**To do**
Set down the entries exactly. No line may differ from its source.

+++++

//! Property table
//!
//! Objects store their own properties in an insertion-ordered map keyed by
//! case-insensitive names. Enumeration order is insertion order; updating an
//! existing key keeps its position and the spelling it was first defined with.

use std::fmt;
use std::hash::{Hash, Hasher};
use std::ops::{BitOr, BitOrAssign};

use indexmap::{Equivalent, IndexMap};
use rustc_hash::FxBuildHasher;

use crate::value::{AsString, CheapClone, Value};

/// Protection flags of a property.
///
/// All clear by default: writable, enumerable, deletable.
#[derive(Clone, Copy, PartialEq, Eq, Hash, Default)]
pub struct PropertyFlags(u8);

impl PropertyFlags {
    /// Hidden from enumeration
    pub const NON_ENUMERABLE: PropertyFlags = PropertyFlags(0x01);
    /// Survives `delete`
    pub const NON_DELETABLE: PropertyFlags = PropertyFlags(0x02);
    /// Writes are silently dropped
    pub const READ_ONLY: PropertyFlags = PropertyFlags(0x04);
    /// Locks the flags themselves; further updates are ignored
    pub const PROTECTED: PropertyFlags = PropertyFlags(0x08);

    const MASK: u8 = 0x0F;

    pub const fn empty() -> Self {
        PropertyFlags(0)
    }

    /// Build from raw bits, dropping unknown ones
    pub const fn from_bits_truncate(bits: u8) -> Self {
        PropertyFlags(bits & Self::MASK)
    }

    pub const fn bits(self) -> u8 {
        self.0
    }

    pub const fn contains(self, other: PropertyFlags) -> bool {
        self.0 & other.0 == other.0
    }

    pub const fn is_read_only(self) -> bool {
        self.contains(Self::READ_ONLY)
    }

    pub const fn is_enumerable(self) -> bool {
        !self.contains(Self::NON_ENUMERABLE)
    }

    pub const fn is_deletable(self) -> bool {
        !self.contains(Self::NON_DELETABLE)
    }

    pub const fn is_protected(self) -> bool {
        self.contains(Self::PROTECTED)
    }

    /// Clear `set_false`, then set `set_true`. Protected flags never change.
    ///
    /// Returns the resulting flags.
    pub fn update(&mut self, set_true: PropertyFlags, set_false: PropertyFlags) -> PropertyFlags {
        if !self.is_protected() {
            self.0 = (self.0 & !set_false.0) | set_true.0;
        }
        *self
    }
}

impl BitOr for PropertyFlags {
    type Output = PropertyFlags;

    fn bitor(self, rhs: PropertyFlags) -> PropertyFlags {
        PropertyFlags(self.0 | rhs.0)
    }
}

impl BitOrAssign for PropertyFlags {
    fn bitor_assign(&mut self, rhs: PropertyFlags) {
        self.0 |= rhs.0;
    }
}

impl fmt::Debug for PropertyFlags {
    fn fmt(&self, f: &mut fmt::Formatter<'_>) -> fmt::Result {
        let mut names = Vec::new();
        if self.is_read_only() {
            names.push("READ_ONLY");
        }
        if !self.is_enumerable() {
            names.push("NON_ENUMERABLE");
        }
        if !self.is_deletable() {
            names.push("NON_DELETABLE");
        }
        if self.is_protected() {
            names.push("PROTECTED");
        }
        write!(f, "PropertyFlags({})", names.join(" | "))
    }
}

/// A property slot: value plus protection flags
#[derive(Debug, Clone, PartialEq, Default)]
pub struct Property {
    pub value: Value,
    pub flags: PropertyFlags,
}

impl Property {
    pub fn new(value: Value) -> Self {
        Self {
            value,
            flags: PropertyFlags::empty(),
        }
    }

    pub fn with_flags(value: Value, flags: PropertyFlags) -> Self {
        Self { value, flags }
    }
}

/// A property name compared and hashed without regard to ASCII case
#[derive(Clone)]
pub struct PropertyName(AsString);

impl CheapClone for PropertyName {}

impl PropertyName {
    pub fn as_str(&self) -> &str {
        self.0.as_str()
    }

    pub fn as_string(&self) -> &AsString {
        &self.0
    }
}

fn hash_folded<H: Hasher>(name: &str, state: &mut H) {
    for b in name.bytes() {
        state.write_u8(b.to_ascii_lowercase());
    }
    state.write_u8(0xff);
}

impl Hash for PropertyName {
    fn hash<H: Hasher>(&self, state: &mut H) {
        hash_folded(self.as_str(), state);
    }
}

impl PartialEq for PropertyName {
    fn eq(&self, other: &Self) -> bool {
        self.as_str().eq_ignore_ascii_case(other.as_str())
    }
}

impl Eq for PropertyName {}

impl From<&str> for PropertyName {
    fn from(s: &str) -> Self {
        PropertyName(AsString::from(s))
    }
}

impl From<AsString> for PropertyName {
    fn from(s: AsString) -> Self {
        PropertyName(s)
    }
}

impl fmt::Debug for PropertyName {
    fn fmt(&self, f: &mut fmt::Formatter<'_>) -> fmt::Result {
        write!(f, "{:?}", self.as_str())
    }
}

impl fmt::Display for PropertyName {
    fn fmt(&self, f: &mut fmt::Formatter<'_>) -> fmt::Result {
        f.write_str(self.as_str())
    }
}

/// Borrowed lookup key, hashed the same way as [`PropertyName`]
struct NameRef<'a>(&'a str);

impl Hash for NameRef<'_> {
    fn hash<H: Hasher>(&self, state: &mut H) {
        hash_folded(self.0, state);
    }
}

impl Equivalent<PropertyName> for NameRef<'_> {
    fn equivalent(&self, key: &PropertyName) -> bool {
        self.0.eq_ignore_ascii_case(key.as_str())
    }
}

/// Insertion-ordered, case-insensitive property map owned by one object
#[derive(Debug, Clone, Default)]
pub struct PropertyMap {
    entries: IndexMap<PropertyName, Property, FxBuildHasher>,
}

impl PropertyMap {
    pub fn new() -> Self {
        Self::default()
    }

    pub fn len(&self) -> usize {
        self.entries.len()
    }

    pub fn is_empty(&self) -> bool {
        self.entries.is_empty()
    }

    pub fn get(&self, name: &str) -> Option<&Property> {
        self.entries.get(&NameRef(name))
    }

    pub fn get_mut(&mut self, name: &str) -> Option<&mut Property> {
        self.entries.get_mut(&NameRef(name))
    }

    pub fn contains(&self, name: &str) -> bool {
        self.entries.contains_key(&NameRef(name))
    }

    /// Insert or replace. A replaced key keeps its position; a new key goes last.
    ///
    /// Returns the previous property, if any.
    pub fn insert(&mut self, name: PropertyName, property: Property) -> Option<Property> {
        self.entries.insert(name, property)
    }

    /// Remove a property, keeping the order of the rest
    pub fn remove(&mut self, name: &str) -> Option<Property> {
        self.entries.shift_remove(&NameRef(name))
    }

    /// Entry at insertion position `index`
    pub fn get_index(&self, index: usize) -> Option<(&PropertyName, &Property)> {
        self.entries.get_index(index)
    }

    pub fn iter(&self) -> impl Iterator<Item = (&PropertyName, &Property)> {
        self.entries.iter()
    }

    pub fn iter_mut(&mut self) -> impl Iterator<Item = (&PropertyName, &mut Property)> {
        self.entries.iter_mut()
    }

    /// Remove every property, handing back the values in insertion order
    pub fn take_all(&mut self) -> Vec<Property> {
        self.entries.drain(..).map(|(_, property)| property).collect()
    }
}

+++++

**Result of this task**
//! Property table
//!
//! Objects store their own properties in an insertion-ordered map keyed by
//! case-insensitive names. Enumeration order is insertion order; updating an
//! existing key keeps its position and the spelling it was first defined with.

use std::fmt;
use std::hash::{Hash, Hasher};
use std::ops::{BitOr, BitOrAssign};

use indexmap::{Equivalent, IndexMap};
use rustc_hash::FxBuildHasher;

use crate::value::{AsString, CheapClone, Value};

/// Protection flags of a property.
///
/// All clear by default: writable, enumerable, deletable.
#[derive(Clone, Copy, PartialEq, Eq, Hash, Default)]
pub struct PropertyFlags(u8);

impl PropertyFlags {
    /// Hidden from enumeration
    pub const NON_ENUMERABLE: PropertyFlags = PropertyFlags(0x01);
    /// Survives `delete`
    pub const NON_DELETABLE: PropertyFlags = PropertyFlags(0x02);
    /// Writes are silently dropped
    pub const READ_ONLY: PropertyFlags = PropertyFlags(0x04);
    /// Locks the flags themselves; further updates are ignored
    pub const PROTECTED: PropertyFlags = PropertyFlags(0x08);

    const MASK: u8 = 0x0F;

    pub const fn empty() -> Self {
        PropertyFlags(0)
    }

    /// Build from raw bits, dropping unknown ones
    pub const fn from_bits_truncate(bits: u8) -> Self {
        PropertyFlags(bits & Self::MASK)
    }

    pub const fn bits(self) -> u8 {
        self.0
    }

    pub const fn contains(self, other: PropertyFlags) -> bool {
        self.0 & other.0 == other.0
    }

    pub const fn is_read_only(self) -> bool {
        self.contains(Self::READ_ONLY)
    }

    pub const fn is_enumerable(self) -> bool {
        !self.contains(Self::NON_ENUMERABLE)
    }

    pub const fn is_deletable(self) -> bool {
        !self.contains(Self::NON_DELETABLE)
    }

    pub const fn is_protected(self) -> bool {
        self.contains(Self::PROTECTED)
    }

    /// Clear `set_false`, then set `set_true`. Protected flags never change.
    ///
    /// Returns the resulting flags.
    pub fn update(&mut self, set_true: PropertyFlags, set_false: PropertyFlags) -> PropertyFlags {
        if !self.is_protected() {
            self.0 = (self.0 & !set_false.0) | set_true.0;
        }
        *self
    }
}

impl BitOr for PropertyFlags {
    type Output = PropertyFlags;

    fn bitor(self, rhs: PropertyFlags) -> PropertyFlags {
        PropertyFlags(self.0 | rhs.0)
    }
}

impl BitOrAssign for PropertyFlags {
    fn bitor_assign(&mut self, rhs: PropertyFlags) {
        self.0 |= rhs.0;
    }
}

impl fmt::Debug for PropertyFlags {
    fn fmt(&self, f: &mut fmt::Formatter<'_>) -> fmt::Result {
        let mut names = Vec::new();
        if self.is_read_only() {
            names.push("READ_ONLY");
        }
        if !self.is_enumerable() {
            names.push("NON_ENUMERABLE");
        }
        if !self.is_deletable() {
            names.push("NON_DELETABLE");
        }
        if self.is_protected() {
            names.push("PROTECTED");
        }
        write!(f, "PropertyFlags({})", names.join(" | "))
    }
}

/// A property slot: value plus protection flags
#[derive(Debug, Clone, PartialEq, Default)]
pub struct Property {
    pub value: Value,
    pub flags: PropertyFlags,
}

impl Property {
    pub fn new(value: Value) -> Self {
        Self {
            value,
            flags: PropertyFlags::empty(),
        }
    }

    pub fn with_flags(value: Value, flags: PropertyFlags) -> Self {
        Self { value, flags }
    }
}

/// A property name compared and hashed without regard to ASCII case
#[derive(Clone)]
pub struct PropertyName(AsString);

impl CheapClone for PropertyName {}

impl PropertyName {
    pub fn as_str(&self) -> &str {
        self.0.as_str()
    }

    pub fn as_string(&self) -> &AsString {
        &self.0
    }
}

fn hash_folded<H: Hasher>(name: &str, state: &mut H) {
    for b in name.bytes() {
        state.write_u8(b.to_ascii_lowercase());
    }
    state.write_u8(0xff);
}

impl Hash for PropertyName {
    fn hash<H: Hasher>(&self, state: &mut H) {
        hash_folded(self.as_str(), state);
    }
}

impl PartialEq for PropertyName {
    fn eq(&self, other: &Self) -> bool {
        self.as_str().eq_ignore_ascii_case(other.as_str())
    }
}

impl Eq for PropertyName {}

impl From<&str> for PropertyName {
    fn from(s: &str) -> Self {
        PropertyName(AsString::from(s))
    }
}

impl From<AsString> for PropertyName {
    fn from(s: AsString) -> Self {
        PropertyName(s)
    }
}

impl fmt::Debug for PropertyName {
    fn fmt(&self, f: &mut fmt::Formatter<'_>) -> fmt::Result {
        write!(f, "{:?}", self.as_str())
    }
}

impl fmt::Display for PropertyName {
    fn fmt(&self, f: &mut fmt::Formatter<'_>) -> fmt::Result {
        f.write_str(self.as_str())
    }
}

/// Borrowed lookup key, hashed the same way as [`PropertyName`]
struct NameRef<'a>(&'a str);

impl Hash for NameRef<'_> {
    fn hash<H: Hasher>(&self, state: &mut H) {
        hash_folded(self.0, state);
    }
}

impl Equivalent<PropertyName> for NameRef<'_> {
    fn equivalent(&self, key: &PropertyName) -> bool {
        self.0.eq_ignore_ascii_case(key.as_str())
    }
}

/// Insertion-ordered, case-insensitive property map owned by one object
#[derive(Debug, Clone, Default)]
pub struct PropertyMap {
    entries: IndexMap<PropertyName, Property, FxBuildHasher>,
}

impl PropertyMap {
    pub fn new() -> Self {
        Self::default()
    }

    pub fn len(&self) -> usize {
        self.entries.len()
    }

    pub fn is_empty(&self) -> bool {
        self.entries.is_empty()
    }

    pub fn get(&self, name: &str) -> Option<&Property> {
        self.entries.get(&NameRef(name))
    }

    pub fn get_mut(&mut self, name: &str) -> Option<&mut Property> {
        self.entries.get_mut(&NameRef(name))
    }

    pub fn contains(&self, name: &str) -> bool {
        self.entries.contains_key(&NameRef(name))
    }

    /// Insert or replace. A replaced key keeps its position; a new key goes last.
    ///
    /// Returns the previous property, if any.
    pub fn insert(&mut self, name: PropertyName, property: Property) -> Option<Property> {
        self.entries.insert(name, property)
    }

    /// Remove a property, keeping the order of the rest
    pub fn remove(&mut self, name: &str) -> Option<Property> {
        self.entries.shift_remove(&NameRef(name))
    }

    /// Entry at insertion position `index`
    pub fn get_index(&self, index: usize) -> Option<(&PropertyName, &Property)> {
        self.entries.get_index(index)
    }

    pub fn iter(&self) -> impl Iterator<Item = (&PropertyName, &Property)> {
        self.entries.iter()
    }

    pub fn iter_mut(&mut self) -> impl Iterator<Item = (&PropertyName, &mut Property)> {
        self.entries.iter_mut()
    }

    /// Remove every property, handing back the values in insertion order
    pub fn take_all(&mut self) -> Vec<Property> {
        self.entries.drain(..).map(|(_, property)| property).collect()
    }
}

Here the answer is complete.